La mesure la plus spectaculaire dans le nouvel agencement des salles de commande est la création d'un pupitre spécifique, le «panneau de sûreté» qui regroupe toutes les informations importantes pour permettre aux équipes chargées de la conduite de visualiser l'état physique du réacteur en cas d'accident. Afin d'améliorer la perception que les exploitants peuvent avoir des phénomènes physiques qui se déroulent dans le cœur, un projet de simulateur est lancé tout de suite après l'accident. Les travaux engagés durent plus de dix ans en liaison avec les Etudes et Recherches de Thomson et débouchent sur l'installation SIPA (Simulateur d'études et de formation en situations post-accidentelles) : le simulateur doit permettre à l'homme qui conduit l'installation d'avoir la représentation mentale la plus juste possible de ce qui se passe dans l'installation, grâce à une représentation visuelle.

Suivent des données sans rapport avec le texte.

//! Reference-counted pane visibility. Each mounted terminal view registers
//! its PTY here; the 0→1 and 1→0 transitions drive the emulator's
//! update gate so invisible PTYs stop computing deltas. Owned exclusively
//! by the UI task.

use std::collections::HashMap;

use crate::emulator::SharedEmulator;
use crate::types::PtyId;

#[derive(Default)]
pub struct VisibilityRegistry {
    visible_count: HashMap<PtyId, u32>,
}

impl VisibilityRegistry {
    pub fn new() -> Self {
        VisibilityRegistry::default()
    }

    pub fn count(&self, pty: PtyId) -> u32 {
        self.visible_count.get(&pty).copied().unwrap_or(0)
    }

    /// Bump the count; enables updates on the 0→1 transition.
    pub fn register_visible(&mut self, pty: PtyId, emulator: Option<&SharedEmulator>) {
        let count = self.visible_count.entry(pty).or_insert(0);
        *count += 1;
        if *count == 1 {
            if let Some(emu) = emulator {
                if let Ok(mut emu) = emu.lock() {
                    emu.set_update_enabled(true);
                }
            }
        }
    }

    /// Idempotent re-enable for an emulator that attached after the pane
    /// became visible (the initial fetch is deferred off the mount path).
    pub fn attach_visible_emulator(&mut self, pty: PtyId, emulator: Option<&SharedEmulator>) {
        if self.count(pty) == 0 {
            return;
        }
        if let Some(emu) = emulator {
            if let Ok(mut emu) = emu.lock() {
                emu.set_update_enabled(true);
            }
        }
    }

    /// Drop one reference; disables updates when the count reaches zero.
    pub fn unregister_visible(&mut self, pty: PtyId, emulator: Option<&SharedEmulator>) {
        let Some(count) = self.visible_count.get_mut(&pty) else {
            return;
        };
        *count = count.saturating_sub(1);
        if *count == 0 {
            self.visible_count.remove(&pty);
            if let Some(emu) = emulator {
                if let Ok(mut emu) = emu.lock() {
                    emu.set_update_enabled(false);
                }
            }
        }
    }

    /// Forcibly drop the count on PTY destruction, without touching the
    /// emulator: a disable write must not race the teardown.
    pub fn clear_visible(&mut self, pty: PtyId) {
        self.visible_count.remove(&pty);
    }
}
impl KittyTracker {
    fn placements_mut(&mut self, alt: bool) -> &mut HashMap<(u32, u32), KittyPlacement> {
        if alt {
            &mut self.alt_placements
        } else {
            &mut self.main_placements
        }
    }

    fn handle(&mut self, body: &[u8], cursor: (u16, u16), absolute_base: i64, alt: bool) {
        let (control, data) = sequences::split_control_data(body);
        let Some(mut params) = TransmitParams::parse(control) else {
            // Continuation chunk with no keys at all.
            if let Some(pending) = self.pending.as_mut() {
                let _ = pending.decoder.push(data, &mut pending.buffer);
            }
            return;
        };
        if let Some(pending) = self.pending.as_ref() {
            params.inherit_from(&pending.info_params());
        }
        match params.action {
            Some(KittyAction::Transmit) | Some(KittyAction::TransmitAndDisplay) | None
                if params.is_transmit() =>
            {
                self.handle_transmit(&params, data, cursor, absolute_base, alt);
            }
            Some(KittyAction::Display) => {
                self.handle_display(&params, cursor, absolute_base, alt);
            }
            Some(KittyAction::Delete) => {
                self.handle_delete(&params, alt);
            }
            _ => {}
        }
    }

    fn handle_transmit(
        &mut self,
        params: &TransmitParams,
        data: &[u8],
        cursor: (u16, u16),
        absolute_base: i64,
        alt: bool,
    ) {
        let display = matches!(params.action, Some(KittyAction::TransmitAndDisplay));
        let more = params.more == Some(true);
        let guest_id = match params.image_id.filter(|&i| i > 0) {
            Some(id) => id,
            None => self.pending.as_ref().map(|p| p.guest_id).unwrap_or(0),
        };
        if guest_id == 0 {
            return;
        }

        let mut pending = match self.pending.take() {
            Some(p) if p.guest_id == guest_id => p,
            _ => PendingTransmit {
                guest_id,
                info: KittyImageInfo {
                    id: guest_id,
                    number: params.image_number.unwrap_or(0),
                    width: params.width.unwrap_or(0),
                    height: params.height.unwrap_or(0),
                    data_length: 0,
                    format: parse_format(params.format),
                    compression: if params.compressed { Compression::Zlib } else { Compression::None },
                    implicit_id: guest_id >= sequences::SYNTHETIC_GUEST_ID_MIN,
                    transmit_time: now_millis(),
                },
                display_on_finish: display,
                decoder: Base64Stream::new(),
                buffer: Vec::new(),
            },
        };
        if params.width.is_some() {
            pending.info.width = params.width.unwrap_or(0);
        }
        if params.height.is_some() {
            pending.info.height = params.height.unwrap_or(0);
        }
        pending.display_on_finish |= display;
        let _ = pending.decoder.push(data, &mut pending.buffer);

        if more {
            self.pending = Some(pending);
            return;
        }

        let _ = pending.decoder.finish(&mut pending.buffer);
        let mut info = pending.info;
        info.data_length = pending.buffer.len();
        if info.width == 0 || info.height == 0 {
            if let Some((w, h)) = sequences::png_dimensions(&pending.buffer) {
                info.width = w;
                info.height = h;
            }
        }
        if !pending.buffer.is_empty() {
            self.data.insert(guest_id, pending.buffer);
        }
        self.images.insert(guest_id, info);
        self.dirty = true;
        if pending.display_on_finish {
            self.place(params, guest_id, cursor, absolute_base, alt);
        }
    }

    fn handle_display(
        &mut self,
        params: &TransmitParams,
        cursor: (u16, u16),
        absolute_base: i64,
        alt: bool,
    ) {
        let guest_id = match params.image_id.filter(|&i| i > 0) {
            Some(id) => id,
            None => match params.image_number.filter(|&n| n > 0) {
                Some(n) => match self.images.values().find(|i| i.number == n) {
                    Some(i) => i.id,
                    None => return,
                },
                None => return,
            },
        };
        if self.images.contains_key(&guest_id) {
            self.place(params, guest_id, cursor, absolute_base, alt);
        }
    }

    fn place(
        &mut self,
        params: &TransmitParams,
        guest_id: u32,
        cursor: (u16, u16),
        absolute_base: i64,
        alt: bool,
    ) {
        let placement = KittyPlacement {
            image_id: guest_id,
            placement_id: params.placement_id.unwrap_or(0),
            placement_tag: if params.placement_id.is_some() {
                PlacementTag::Explicit
            } else {
                PlacementTag::Internal
            },
            screen_x: cursor.1 as i32,
            screen_y: absolute_base + cursor.0 as i64,
            x_offset: extra_u32(params, "X").unwrap_or(0),
            y_offset: extra_u32(params, "Y").unwrap_or(0),
            source_x: extra_u32(params, "x").unwrap_or(0),
            source_y: extra_u32(params, "y").unwrap_or(0),
            source_width: extra_u32(params, "w").unwrap_or(0),
            source_height: extra_u32(params, "h").unwrap_or(0),
            columns: extra_u32(params, "c").unwrap_or(0),
            rows: extra_u32(params, "r").unwrap_or(0),
            z: extra_i32(params, "z").unwrap_or(0),
        };
        let key = (placement.image_id, placement.placement_id);
        self.placements_mut(alt).insert(key, placement);
        self.dirty = true;
    }

    fn handle_delete(&mut self, params: &TransmitParams, alt: bool) {
        match params.delete_what {
            None | Some(b'a') => {
                self.placements_mut(alt).clear();
            }
            Some(b'A') => {
                self.placements_mut(alt).clear();
                self.images.clear();
                self.data.clear();
            }
            Some(b'i') | Some(b'I') => {
                let id = match params.delete_what {
                    Some(b'I') => params
                        .image_number
                        .and_then(|n| self.images.values().find(|i| i.number == n).map(|i| i.id))
                        .or(params.image_id),
                    _ => params.image_id,
                };
                let Some(id) = id else { return };
                match params.placement_id {
                    Some(pid) => {
                        self.placements_mut(alt).remove(&(id, pid));
                    }
                    None => {
                        self.placements_mut(alt).retain(|&(img, _), _| img != id);
                        if params.delete_what == Some(b'I') {
                            self.images.remove(&id);
                            self.data.remove(&id);
                        }
                    }
                }
            }
            _ => {}
        }
        self.dirty = true;
    }
}

// Small helper so a chunk's inherited params come from the pending state.
impl PendingTransmit {
    fn info_params(&self) -> TransmitParams {
        TransmitParams {
            action: Some(KittyAction::Transmit),
            image_id: Some(self.guest_id),
            image_number: Some(self.info.number),
            width: Some(self.info.width),
            height: Some(self.info.height),
            compressed: self.info.compression == Compression::Zlib,
            ..Default::default()
        }
    }
}

// ─── vt100-backed implementation ────────────────────────────────────────────

pub struct Vt100Emulator {
    parser: vt100::Parser,
    rows: u16,
    cols: u16,
    update_enabled: bool,
    disposed: bool,
    pending_output: bool,
    force_full: bool,
    seq: u64,
    last_cells: Vec<Vec<Cell>>,
    last_alt: bool,
    viewport_offset: usize,
    scrollback_len: usize,
    history_limit: usize,
    scrollback_cache: HashMap<usize, Vec<Cell>>,
    scanner: SequenceScanner,
    kitty: KittyTracker,
}

const SCROLLBACK_CACHE_CAP: usize = 8192;

impl Vt100Emulator {
    pub fn new(rows: u16, cols: u16, history_limit: usize) -> Self {
        Vt100Emulator {
            parser: vt100::Parser::new(rows, cols, history_limit),
            rows,
            cols,
            update_enabled: true,
            disposed: false,
            pending_output: false,
            force_full: true,
            seq: 0,
            last_cells: Vec::new(),
            last_alt: false,
            viewport_offset: 0,
            scrollback_len: 0,
            history_limit,
            scrollback_cache: HashMap::new(),
            scanner: SequenceScanner::new(),
            kitty: KittyTracker::default(),
        }
    }

    fn current_cells(&self) -> Vec<Vec<Cell>> {
        let screen = self.parser.screen();
        let mut rows = Vec::with_capacity(self.rows as usize);
        for r in 0..self.rows {
            let mut row = Vec::with_capacity(self.cols as usize);
            let mut c = 0;
            while c < self.cols {
                if let Some(cell) = screen.cell(r, c) {
                    let converted = convert_cell(cell);
                    let w = converted.width.max(1) as u16;
                    row.push(converted);
                    // vt100 reports the spacer column as an empty cell; skip it.
                    for _ in 1..w {
                        if row.len() < self.cols as usize {
                            row.push(Cell { ch: '\0', ..Default::default() });
                        }
                    }
                    c += w;
                } else {
                    row.push(Cell::default());
                    c += 1;
                }
            }
            row.truncate(self.cols as usize);
            rows.push(row);
        }
        rows
    }

    fn refresh_scrollback_len(&mut self) {
        let screen = self.parser.screen_mut();
        let cur = screen.scrollback();
        screen.set_scrollback(usize::MAX);
        self.scrollback_len = screen.scrollback();
        screen.set_scrollback(cur);
    }

    fn cursor(&self) -> CursorState {
        let screen = self.parser.screen();
        let (y, x) = screen.cursor_position();
        CursorState { x, y, visible: !screen.hide_cursor() }
    }

    fn modes(&self) -> (bool, CursorKeyMode) {
        let screen = self.parser.screen();
        let mouse = screen.mouse_protocol_mode() != vt100::MouseProtocolMode::None;
        let keys = if screen.application_cursor() {
            CursorKeyMode::Application
        } else {
            CursorKeyMode::Normal
        };
        (mouse, keys)
    }
}
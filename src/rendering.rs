//! Frame composition: walks the active workspace's pane rectangles, hands
//! each visible pane to its terminal view, and draws the status line.
//! Cell writes go straight into the ratatui buffer.

use ratatui::buffer::Buffer;
use ratatui::style::{Color, Modifier, Style};

use crate::geometry::Rect;
use crate::layout::{LayoutState, PaneNode};
use crate::types::*;
use crate::view::{CellSurface, FALLBACK_BG};

pub const STATUS_BG: Rgb = Rgb::new(40, 44, 48);
pub const STATUS_FG: Rgb = Rgb::new(200, 204, 200);
pub const STATUS_ACTIVE_FG: Rgb = Rgb::new(255, 220, 120);

/// Adapter turning the ratatui buffer into the renderer's cell sink.
pub struct BufferSurface<'a> {
    pub buf: &'a mut Buffer,
}

impl CellSurface for BufferSurface<'_> {
    fn set_cell(&mut self, x: u16, y: u16, ch: char, fg: Rgb, bg: Rgb, attrs: u8) {
        let area = self.buf.area;
        if x < area.x || y < area.y || x >= area.x + area.width || y >= area.y + area.height {
            return;
        }
        let idx = (y - area.y) as usize * area.width as usize + (x - area.x) as usize;
        if idx >= self.buf.content.len() {
            return;
        }
        let cell = &mut self.buf.content[idx];
        if ch == '\0' {
            // Continuation of a wide glyph: skip the cell in diffing so
            // the glyph to its left is not clobbered.
            cell.set_symbol(" ");
            cell.set_bg(Color::Rgb(bg.r, bg.g, bg.b));
            cell.set_skip(true);
            return;
        }
        cell.set_skip(false);
        let mut style = Style::default()
            .fg(Color::Rgb(fg.r, fg.g, fg.b))
            .bg(Color::Rgb(bg.r, bg.g, bg.b));
        if attrs & ATTR_BOLD != 0 {
            style = style.add_modifier(Modifier::BOLD);
        }
        if attrs & ATTR_ITALIC != 0 {
            style = style.add_modifier(Modifier::ITALIC);
        }
        if attrs & ATTR_UNDERLINE != 0 {
            style = style.add_modifier(Modifier::UNDERLINED);
        }
        if attrs & ATTR_STRIKETHROUGH != 0 {
            style = style.add_modifier(Modifier::CROSSED_OUT);
        }
        let mut tmp = [0u8; 4];
        cell.set_symbol(ch.encode_utf8(&mut tmp));
        cell.set_style(style);
    }
}

/// Pane rectangles of the active workspace, in drawing order.
pub fn visible_panes(layout: &LayoutState) -> Vec<(PaneId, Option<PtyId>, Rect)> {
    let mut out = Vec::new();
    let Some(ws) = layout.active_workspace() else { return out };
    let mut panes = Vec::new();
    ws.collect_all_panes(&mut panes);
    for node in panes {
        if let PaneNode::Pane { id, pty_id, rectangle: Some(rect), .. } = node {
            if rect.width > 0 && rect.height > 0 {
                out.push((*id, *pty_id, *rect));
            }
        }
    }
    out
}

/// Fill a region with the fallback background (empty workspace, gaps).
pub fn fill_background(surface: &mut dyn CellSurface, region: Rect) {
    for y in region.y..region.y + region.height {
        for x in region.x..region.x + region.width {
            surface.set_cell(x, y, ' ', FALLBACK_BG, FALLBACK_BG, 0);
        }
    }
}

/// Centered notice for the pane-less workspace. Suppressed mid-switch so
/// hydration doesn't flash it.
pub fn draw_empty_state(surface: &mut dyn CellSurface, region: Rect, switching: bool) {
    fill_background(surface, region);
    if switching || region.height == 0 {
        return;
    }
    let msg = "No panes - prefix c to open one";
    if (msg.len() as u16) > region.width {
        return;
    }
    let x = region.x + (region.width - msg.len() as u16) / 2;
    let y = region.y + region.height / 2;
    for (i, ch) in msg.chars().enumerate() {
        surface.set_cell(x + i as u16, y, ch, STATUS_FG, FALLBACK_BG, 0);
    }
}

/// One-line status: session, workspaces (active starred), focused pane
/// title, clock.
pub fn status_line(layout: &LayoutState, session: &str, clock: &str, width: u16) -> String {
    let mut left = format!(" {} ", session);
    let mut ids: Vec<WorkspaceId> = layout.workspaces.keys().copied().collect();
    ids.sort_unstable();
    for id in ids {
        let marker = if id == layout.active_workspace_id { "*" } else { "" };
        left.push_str(&format!("[{}{}]", id, marker));
    }
    if let Some(ws) = layout.active_workspace() {
        if let Some(focused) = ws.focused_pane_id {
            if let Some(PaneNode::Pane { title, .. }) = ws.find_pane(focused) {
                left.push_str(&format!(" {} ", title));
            }
        }
    }
    let right = format!(" {} ", clock);
    let width = width as usize;
    if left.len() + right.len() >= width {
        left.truncate(width.saturating_sub(right.len()));
    }
    let pad = width.saturating_sub(left.len() + right.len());
    format!("{}{}{}", left, " ".repeat(pad), right)
}

pub fn draw_status_line(surface: &mut dyn CellSurface, region: Rect, layout: &LayoutState, session: &str, clock: &str) {
    if region.height == 0 {
        return;
    }
    let text = status_line(layout, session, clock, region.width);
    for (i, ch) in text.chars().take(region.width as usize).enumerate() {
        let fg = if ch == '*' { STATUS_ACTIVE_FG } else { STATUS_FG };
        surface.set_cell(region.x + i as u16, region.y, ch, fg, STATUS_BG, 0);
    }
}

/// The host-cell cursor position for the focused pane, if it should be
/// shown (at bottom, visible, inside the pane box).
pub fn cursor_position(
    state: &TerminalState,
    scroll: ScrollState,
    pane_rect: Rect,
) -> Option<(u16, u16)> {
    if scroll.viewport_offset != 0 || !state.cursor.visible {
        return None;
    }
    let x = pane_rect.x + state.cursor.x;
    let y = pane_rect.y + state.cursor.y;
    if pane_rect.contains(x, y) {
        Some((x, y))
    } else {
        None
    }
}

Pour aider les exploitants à établir le bon diagnostic en cas d'accident, un poste d'ingénieur Sûreté Radioprotection (ISR) est également rajouté au début de l'année 1980. En cas de problème, il établit son propre diagnostic, indépendamment de l'équipe de conduite et peut proposer des mesures correctives.

Notes
807.

Brooks, Malcolm J., «Human Factors in Reactor Safety Systems», in : Sills, David L., Wolf, C. P., Shelanski, Vivien B. (eds), Accident a Three Mile Island: The Human Dimensions, Westview Press, Boulder, 1982, pp. 155-160. Traduit par nos soins.

808.

Entretien avec Jean Fluchère. Sa carrière illustre parfaitement celle d'un homme de l'exploitation. Jean Fluchère est ingénieur de l'Ecole supérieure d'électricité (1966). Il entre à EDF en 1967 et travaille tout d'abord dans les centrales à charbon et à fuel. En 1971, à la demande d'EDF, il suit une année de génie atomique à l'Institut National des Sciences et Techniques Nucléaires (INSTN) de Saclay et à Cadarache sur le réacteur à neutrons rapides Rapsodie. En 1972, il est affecté au démarrage de la centrale nucléaire de Fessenheim. De 1976 à 1982, il démarre le centre de formation des opérateurs nucléaires à Bugey, avec notamment les simulateurs d'entraînement. En 1982 il est nommé directeur-adjoint du site du Bugey, puis directeur de 1988 à 1995. Depuis 1995, il est Délégué régional d'EDF pour la région Rhône-Alpes.

809.

Le paragraphe qui suit s'inspire d'un entretien avec Michel Dürr.

810.

Ancien élève de l'Ecole polytechnique, ingénieur Supélec (1961), Michel Dürr débute sa carrière sur les réacteurs graphite-gaz de Chinon, puis Bugey 1 où il s'occupe en particulier du caisson, des parties internes et des essais. Après avoir été responsable du service électrique pour les réacteurs à eau sous pression, il fait un bref passage sur le réacteur de Creys-Malville, avant de rejoindre des postes d'Etat-major.

811.

Qu'on ne voie pas là une prise de position en faveur des technologies françaises face aux technologies américaines. Aux yeux des concepteurs américains, la simplicité était gage de fiabilité. L'anecdote est utilisée ici, comme elle l'était par Michel Dürr lors de notre entretien, pour montrer à quel point les problèmes d'ergonomie des salles de commande n'étaient pas dans l'air du temps avant TMI. Lors du passage aux réacteurs à eau et l'adoption du système Westinghouse, les ingénieurs français étaient favorables à poursuivre sur la voie du Tourner-Pousser-Lumineux (TPL) pour le contrôle-commande, qu'ils avaient développé sur les centrales UNGG. Ce système facilite beaucoup la conduite pour les exploitants. L'adoption de ce système fut l'objet d'un petit combat célèbre des ingénieurs français, concomitant à la déception due à l'abandon de la filière graphite-gaz. Le rejet du système Westinghouse put apparaître comme une sorte de revanche de la technologie française.